People here say about alcoholism:

You didn't cause it
You can't control it
You can't cure it

And I would add: You don't have to own it.

If you look at the situation from a different perspective, here is what you see.

You are shouldering a financial obligation for your family and going back to work. You have some real genuine trepidation. You are suffering from separation anxiety with your 1 year old son. You are going back into a work environment after a long absence, and you have some anxiety about getting back in the swing of your job.

What would you like your RAH to do? You would like him to give you a very peaceful stress-free evening to relax, enjoy the last evening of your maternity leave, and get emotionally prepared for all that comes the next day.

What does he do? He throws a massive, as transformyself calls it, "king-baby tantrum". He diverts all the attention to himself. He threatens to quit his job and put all the pressure to support the family on you.

He creates such a nasty scene and projects such a difficult future for you all when he quits his job that you are drawn into his self-made drama and engage intensely with him to get him to return to reality and responsibility.

And when he's succeeded in upsetting you and focusing you on him, he says he'll keep his job. But now HE is the aggrieved party, and he blames you for his pain at having to keep his job. So he gets to sulk.

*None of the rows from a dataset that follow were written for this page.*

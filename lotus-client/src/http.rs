//! HTTP client core
//!
//! Request building, bearer-token attachment and response normalization.
//! The typed endpoint wrappers live in [`crate::api`].

use reqwest::{Client, Response, StatusCode};
use serde::Serialize;
use serde::de::DeserializeOwned;

use crate::{ClientConfig, ClientError, ClientResult};

/// Longest error-body excerpt carried into an error message.
const ERROR_BODY_LIMIT: usize = 300;

/// HTTP client for the console's backend services
#[derive(Debug, Clone)]
pub struct HttpClient {
    client: Client,
    config: ClientConfig,
}

impl HttpClient {
    /// Create a new HTTP client from configuration
    pub fn new(config: ClientConfig) -> Self {
        let client = Client::builder()
            .timeout(std::time::Duration::from_secs(config.timeout))
            .build()
            .expect("Failed to build HTTP client");

        Self { client, config }
    }

    /// Set the authentication token
    pub fn set_token(&mut self, token: impl Into<String>) {
        self.config.token = Some(token.into());
    }

    /// Clear the authentication token
    pub fn clear_token(&mut self) {
        self.config.token = None;
    }

    /// Get the current token
    pub fn token(&self) -> Option<&str> {
        self.config.token.as_deref()
    }

    /// Build authorization header value
    fn auth_header(&self) -> Option<String> {
        self.config.token.as_ref().map(|t| format!("Bearer {}", t))
    }

    // ========== URL building ==========

    pub(crate) fn api_url(&self, path: &str) -> String {
        format!("{}{}", self.config.api_url.trim_end_matches('/'), path)
    }

    pub(crate) fn catalog_url(&self, path: &str) -> String {
        format!("{}{}", self.config.catalog_url.trim_end_matches('/'), path)
    }

    pub(crate) fn auth_url(&self, path: &str) -> String {
        format!("{}{}", self.config.auth_url.trim_end_matches('/'), path)
    }

    // ========== Request primitives ==========

    /// Make a GET request
    pub(crate) async fn get_json<T: DeserializeOwned>(&self, url: String) -> ClientResult<T> {
        let mut request = self.client.get(&url).header("Accept", "application/json");

        if let Some(auth) = self.auth_header() {
            request = request.header(reqwest::header::AUTHORIZATION, auth);
        }

        let response = request.send().await?;
        Self::handle_response(response).await
    }

    /// Make a POST request with JSON body
    pub(crate) async fn post_json<T: DeserializeOwned, B: Serialize>(
        &self,
        url: String,
        body: &B,
    ) -> ClientResult<T> {
        let mut request = self.client.post(&url).json(body);

        if let Some(auth) = self.auth_header() {
            request = request.header(reqwest::header::AUTHORIZATION, auth);
        }

        let response = request.send().await?;
        Self::handle_response(response).await
    }

    /// Make a POST request with a form-urlencoded body
    pub(crate) async fn post_form<T: DeserializeOwned, B: Serialize>(
        &self,
        url: String,
        form: &B,
    ) -> ClientResult<T> {
        let response = self.client.post(&url).form(form).send().await?;
        Self::handle_response(response).await
    }

    /// Make a POST request with a multipart body
    pub(crate) async fn post_multipart<T: DeserializeOwned>(
        &self,
        url: String,
        form: reqwest::multipart::Form,
    ) -> ClientResult<T> {
        let mut request = self.client.post(&url).multipart(form);

        if let Some(auth) = self.auth_header() {
            request = request.header(reqwest::header::AUTHORIZATION, auth);
        }

        let response = request.send().await?;
        Self::handle_response(response).await
    }

    // ========== Response normalization ==========

    /// Map the HTTP response into the expected JSON type or a
    /// [`ClientError`].
    async fn handle_response<T: DeserializeOwned>(response: Response) -> ClientResult<T> {
        let status = response.status();
        let content_type = response
            .headers()
            .get(reqwest::header::CONTENT_TYPE)
            .and_then(|v| v.to_str().ok())
            .unwrap_or_default()
            .to_string();

        if !status.is_success() {
            let text = response.text().await.unwrap_or_default();
            return Err(match status {
                StatusCode::UNAUTHORIZED => ClientError::Unauthorized,
                StatusCode::FORBIDDEN => ClientError::Forbidden(trim_body(&text)),
                StatusCode::NOT_FOUND => ClientError::NotFound(trim_body(&text)),
                StatusCode::BAD_REQUEST => ClientError::Validation(trim_body(&text)),
                _ => ClientError::Status {
                    status: status.as_u16(),
                    body: trim_body(&text),
                },
            });
        }

        // A proxy or error page can answer 2xx with HTML; refuse to guess.
        if !content_type.contains("application/json") {
            tracing::warn!(%content_type, "expected JSON response");
            return Err(ClientError::InvalidResponse(format!(
                "expected JSON, got content type {:?}",
                content_type
            )));
        }

        let text = response.text().await?;
        serde_json::from_str(&text)
            .map_err(|e| ClientError::InvalidResponse(format!("JSON parse failed: {}", e)))
    }
}

/// Trim an error body to a displayable excerpt.
fn trim_body(text: &str) -> String {
    if text.chars().count() <= ERROR_BODY_LIMIT {
        text.to_string()
    } else {
        text.chars().take(ERROR_BODY_LIMIT).collect()
    }
}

What's not to be angry about this?

I think you'd have to be numb to not get angry at his manipulative destructive self-aggrandizing behavior. Especially when you told him that you needed one night of peace.

If the situation had been reversed, just think about the quiet lovely evening you would have given him, just because you love him and want to meet his needs. Then look at what he gave you. As the cop in an old TV show used to say, "Just the facts, ma'am."

You did not overstep anything. He is in power and control mode and he engineered the evening so that he was the center of his own manufactured unnecessary drama. Those are the facts. You just wanted a legitimate space in the emotional landscape of your marriage. He did not give it to you.

Your quiet deliberate communication of your boundaries this morning got quite a different response. The good news in this is that your RAH actually heard you and apologized. So he does have some capacity for self-reflection, and he does have some understanding of his responsibilities as father and husband.

He needs to grow in this. That is his job, his accountability. You get to decide how YOU want to live, and it does not have to include putting up with such manipulative underhanded bullying of you. Set your boundaries, and stick to them. Your son isn't 2 yet, but you will soon see that a tantrum needs an audience to be really fulfilling to the tantrum-ee. I once read a child behavior book that suggested that you put your child's out-of-line behavior " on-extinction", kind of like the dinosaur, by not feeding it. In other words, don't re-enforce it by giving it attention.

If it were me, I'd think through what I really wanted in a marriage and state it simply and quietly to my husband. I'd use "I" statements - - I want to live with X, Y or Z. I will not live with Q, R or S. Period. Those are MY boundaries. And follow through.

SoberRecovery is a good place to come. Your time will be tight with going back to your job, and I am sure you'd want to be with your DS as much as possible. Come here, and you'll get lots of support from people who have walked this path.

If you can go to Alanon meetings, they would be very helpful. Melody Beattie's book Co-Dependent No More was a great place for me to start understanding how I was part of the problem, and how I could change my behavior and be much happier, no matter what my AH did.